If it was December, he might be writing notes in the hundreds of Christmas cards he sent out every year. At any time, he could be clipping newspaper articles to mail to people he thought might find them interesting. In 1990, we ran a cover story called “Blue Boxes of the Rich and Famous” that involved surreptitiously scooping people’s recycling bins and reporting the contents. The blue bin of then Toronto Star editor-in-chief John Honderich included a sheaf of clips from Peter.

Many of us cried when Peter announced, in 1992, that he had been lured away by TVO to serve as chairman and CEO. Peter cried too. When he revealed that he was resigning from the public broadcaster, in 1998, there were tears as well. He had been instrumental, the Globe and Mail said, in transforming Canada’s second-largest public broadcaster into “a leading force in documentary, children’s and current-affairs programming.” Seven months later, a Globe editorial cheered Peter’s appointment as director general and CEO of the National Arts Centre, in Ottawa, congratulating the federal government for its choice—“an excellent match of candidate [and] job.” In his new gig, Peter set about, as he would say, “putting the National back in the National Arts Centre.” The 2,500-word bio on the NAC website suggests how successful he was at that.

Since his death, it’s been hard to miss accounts detailing Peter’s immense contributions to journalism, broadcasting and the arts—tributes citing the breadth and depth of his professional accomplishments, his many honours, and his extraordinary record of volunteerism in the cultural sphere. The NAC site lists close to two dozen committees and boards he served on while there.
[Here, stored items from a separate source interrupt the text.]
//! Scene composition
//!
//! Assembles the per-frame draw passes from the shared state: the dome
//! background (cross-blending while the selection changes), the fixed
//! capture planes, the runtime-added content planes, and the fulldome
//! capture pass. Everything goes through the [`Renderer`] trait; this is
//! the only place shader names and uniforms are decided.
//!
//! The composer also reports whether anything actually sampled the live
//! capture texture this frame, which drives the capture lifecycle policy.

use glam::{Mat4, Vec2};

use crate::cluster::state::ClusterState;
use crate::gfx::{Geometry, Renderer, TextureId, UniformValue};
use crate::scene::fade::{plane_opacity, DomeBlend};
use crate::scene::plane::{ContentPlaneLocal, CAPTURE_PLANE_COUNT};
use crate::scene::{dome_cut_window, plane_size, plane_transform, uv_window, UvWindow};

/// Consumers of the live capture texture observed during a draw.
#[derive(Debug, Clone, Copy, Default, PartialEq, Eq)]
pub struct FrameDemand {
    pub live_capture: bool,
}

/// Textures available to the composer this frame.
pub struct SceneTextures<'a> {
    /// The live capture texture the worker uploads into.
    pub live_capture: TextureId,
    /// Transferred still images, indexed by the shared texture index.
    pub synced: &'a [TextureId],
    /// Per-capture-plane frozen snapshot textures.
    pub owned_snapshots: &'a [TextureId],
}

/// Per-node composition state that survives across frames.
pub struct SceneComposer {
    fulldome: ContentPlaneLocal,
    dome_blend: DomeBlend,
    capture_uv: UvWindow,
    capture_size: (i32, i32),
    plane_sizes: Vec<(f32, f32)>,
}

impl Default for SceneComposer {
    fn default() -> Self {
        Self::new()
    }
}

impl SceneComposer {
    pub fn new() -> Self {
        Self {
            fulldome: ContentPlaneLocal::hidden("fullDome"),
            // The first published image lands at index 0; starting the
            // tracker there keeps it from blending in from nothing.
            dome_blend: DomeBlend::new(0),
            capture_uv: UvWindow::IDENTITY,
            capture_size: (0, 0),
            plane_sizes: Vec::new(),
        }
    }

    /// Quad sizes for every plane, capture planes first. The embedding
    /// rebuilds its vertex buffers from these after a recreate.
    pub fn plane_sizes(&self) -> &[(f32, f32)] {
        &self.plane_sizes
    }

    /// Recompute derived geometry after the recreate flag was raised or
    /// the capture size was (re)negotiated.
    pub fn rebuild(&mut self, state: &ClusterState, capture_size: (i32, i32), synced_aspects: &[f32]) {
        self.capture_size = capture_size;

        let capture_ratio = if capture_size.1 > 0 {
            capture_size.0 as f32 / capture_size.1 as f32
        } else {
            1.0
        };

        self.capture_uv = if state.use_capture_size {
            UvWindow::IDENTITY
        } else {
            uv_window(state.screen_aspect, state.material_aspect)
        };

        let capture_planes = CAPTURE_PLANE_COUNT.min(state.planes_global.len());
        self.plane_sizes.clear();
        for (i, global) in state.planes_global.iter().enumerate() {
            if i < capture_planes {
                self.plane_sizes.push(plane_size(
                    global.height,
                    state.material_aspect,
                    state.use_capture_size,
                    capture_ratio,
                ));
            } else {
                // Content planes take the aspect of the image they show.
                let aspect = synced_aspects
                    .get(global.tex_id.max(0) as usize)
                    .copied()
                    .filter(|a| *a > 0.0)
                    .unwrap_or(1.0);
                self.plane_sizes.push((global.height * aspect, global.height));
            }
        }
    }

    /// Draw one frame. Mutates fade state in `state.planes_local` and in
    /// the dome/fulldome trackers, so every node advances identically from
    /// the shared timestamp.
    pub fn draw(
        &mut self,
        renderer: &mut dyn Renderer,
        state: &mut ClusterState,
        textures: &SceneTextures,
        mvp: Mat4,
    ) -> FrameDemand {
        let mut demand = FrameDemand::default();
        let now = state.time;
        let fading = state.fading_time;

        self.fulldome.currently_visible = state.render_dome;
        let fulldome_opacity = plane_opacity(&mut self.fulldome, now, fading);

        if state.dome_tex_index >= 0 && fulldome_opacity <= 0.0 {
            self.draw_dome_background(renderer, state, textures, mvp, now, fading);
        }

        let chroma = state.chroma_key;
        if chroma.enabled {
            renderer.bind_shader("chromakey");
            renderer.set_uniform("chromaKeyColor", UniformValue::Vec3(chroma.color));
            renderer.set_uniform("chromaKeyFactor", UniformValue::Float(chroma.factor));
        } else {
            renderer.bind_shader("flipxform");
            renderer.set_uniform("flipFrame", UniformValue::Int(0));
        }

        let capture_planes = CAPTURE_PLANE_COUNT.min(state.planes_local.len());

        renderer.set_uniform("scaleUV", UniformValue::Vec2(self.capture_uv.scale));
        renderer.set_uniform("offsetUV", UniformValue::Vec2(self.capture_uv.offset));

        for i in 0..capture_planes {
            let opacity = plane_opacity(&mut state.planes_local[i], now, fading);
            if opacity <= 0.0 {
                continue;
            }

            let local = &state.planes_local[i];
            let global = &state.planes_global[i];
            let tex = if local.freeze {
                textures
                    .owned_snapshots
                    .get(i)
                    .copied()
                    .unwrap_or(TextureId::NONE)
            } else if global.source_id > 0 {
                tex_at(textures.synced, global.tex_id)
            } else {
                demand.live_capture = true;
                textures.live_capture
            };

            renderer.bind_texture(0, tex);
            renderer.set_uniform("opacity", UniformValue::Float(opacity));
            renderer.set_uniform("MVP", UniformValue::Mat4(mvp * plane_transform(global)));
            renderer.draw(Geometry::CapturePlane(i));
        }

        let plane_count = state.planes_global.len().min(state.planes_local.len());
        for i in capture_planes..plane_count {
            let opacity = plane_opacity(&mut state.planes_local[i], now, fading);
            if opacity <= 0.0 {
                continue;
            }

            let global = &state.planes_global[i];
            let tex = if global.source_id > 0 {
                tex_at(textures.synced, global.tex_id)
            } else {
                demand.live_capture = true;
                textures.live_capture
            };

            renderer.bind_texture(0, tex);
            renderer.set_uniform("opacity", UniformValue::Float(opacity));
            renderer.set_uniform("scaleUV", UniformValue::Vec2(Vec2::ONE));
            renderer.set_uniform("offsetUV", UniformValue::Vec2(Vec2::ZERO));
            renderer.set_uniform("MVP", UniformValue::Mat4(mvp * plane_transform(global)));
            renderer.draw(Geometry::ContentPlane(i - capture_planes));
        }

        if fulldome_opacity > 0.0 {
            demand.live_capture = true;

            let uv = if self.capture_size.0 > 0 {
                dome_cut_window(
                    state.dome_cut,
                    self.capture_size.0 as f32,
                    self.capture_size.1 as f32,
                )
            } else {
                UvWindow::IDENTITY
            };

            renderer.bind_texture(0, textures.live_capture);
            renderer.set_uniform("opacity", UniformValue::Float(fulldome_opacity));
            renderer.set_uniform("scaleUV", UniformValue::Vec2(uv.scale));
            renderer.set_uniform("offsetUV", UniformValue::Vec2(uv.offset));
            renderer.set_uniform("MVP", UniformValue::Mat4(mvp));
            renderer.draw(Geometry::Dome);
        }

        renderer.unbind_shader();
        demand
    }

    fn draw_dome_background(
        &mut self,
        renderer: &mut dyn Renderer,
        state: &ClusterState,
        textures: &SceneTextures,
        mvp: Mat4,
        now: f64,
        fading: f32,
    ) {
        let current = state.dome_tex_index;
        let previous = self.dome_blend.previous_index;

        match self.dome_blend.mix(current, now, fading) {
            Some(mix) => {
                renderer.bind_shader("textureblend");
                renderer.bind_texture(0, tex_at(textures.synced, previous));
                renderer.bind_texture(1, tex_at(textures.synced, current));
                renderer.set_uniform("scaleUV", UniformValue::Vec2(Vec2::ONE));
                renderer.set_uniform("offsetUV", UniformValue::Vec2(Vec2::ZERO));
                renderer.set_uniform("MVP", UniformValue::Mat4(mvp));
                renderer.set_uniform("texMix", UniformValue::Float(mix));
            }
            None => {
                renderer.bind_shader("flipxform");
                renderer.bind_texture(0, tex_at(textures.synced, current));
                renderer.set_uniform("scaleUV", UniformValue::Vec2(Vec2::ONE));
                renderer.set_uniform("offsetUV", UniformValue::Vec2(Vec2::ZERO));
                renderer.set_uniform("flipFrame", UniformValue::Int(0));
                renderer.set_uniform("opacity", UniformValue::Float(1.0));
                renderer.set_uniform("MVP", UniformValue::Mat4(mvp));
            }
        }

        renderer.draw(Geometry::Dome);
        renderer.unbind_shader();
    }
}

fn tex_at(synced: &[TextureId], index: i32) -> TextureId {
    if index < 0 {
        return TextureId::NONE;
    }
    synced.get(index as usize).copied().unwrap_or(TextureId::NONE)
}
So, yes, professionally, he was incredibly accomplished, passionate and driven—and there have been countless beneficiaries of that drive—but when I think about my old boss, I mostly think about what a flat-out thoughtful, generous, unpretentious man he was. I recall his deep sympathy when he found out that my husband had lung cancer: we had both left Toronto Life by then, but Peter made a point of calling me to say how much he was thinking of us. Or the time he wrote a reference letter for me that virtually shone on the page. Or those Christmas cards I received, always with a thoughtful personal note—maybe a mention of an article I had edited that he particularly liked.

I went looking for other examples and heard about the time he spent counselling a friend, whom he’d just met, on how to get her book published. Filmmaker Peter Raymont told me how Peter would call him every year and sing “Happy Birthday.” And, in my family, there’s my sister’s story of attending a Blue Jays game, occupying one of Toronto Life’s seats. When a man sat down next to her, she asked brightly, “Oh, my sister works at Toronto Life. Are you there too?”

He politely introduced himself: “I’m Peter Herrndorf.”

Lynn Cunningham is a writer, editor and associate professor emerita at Toronto Metropolitan University.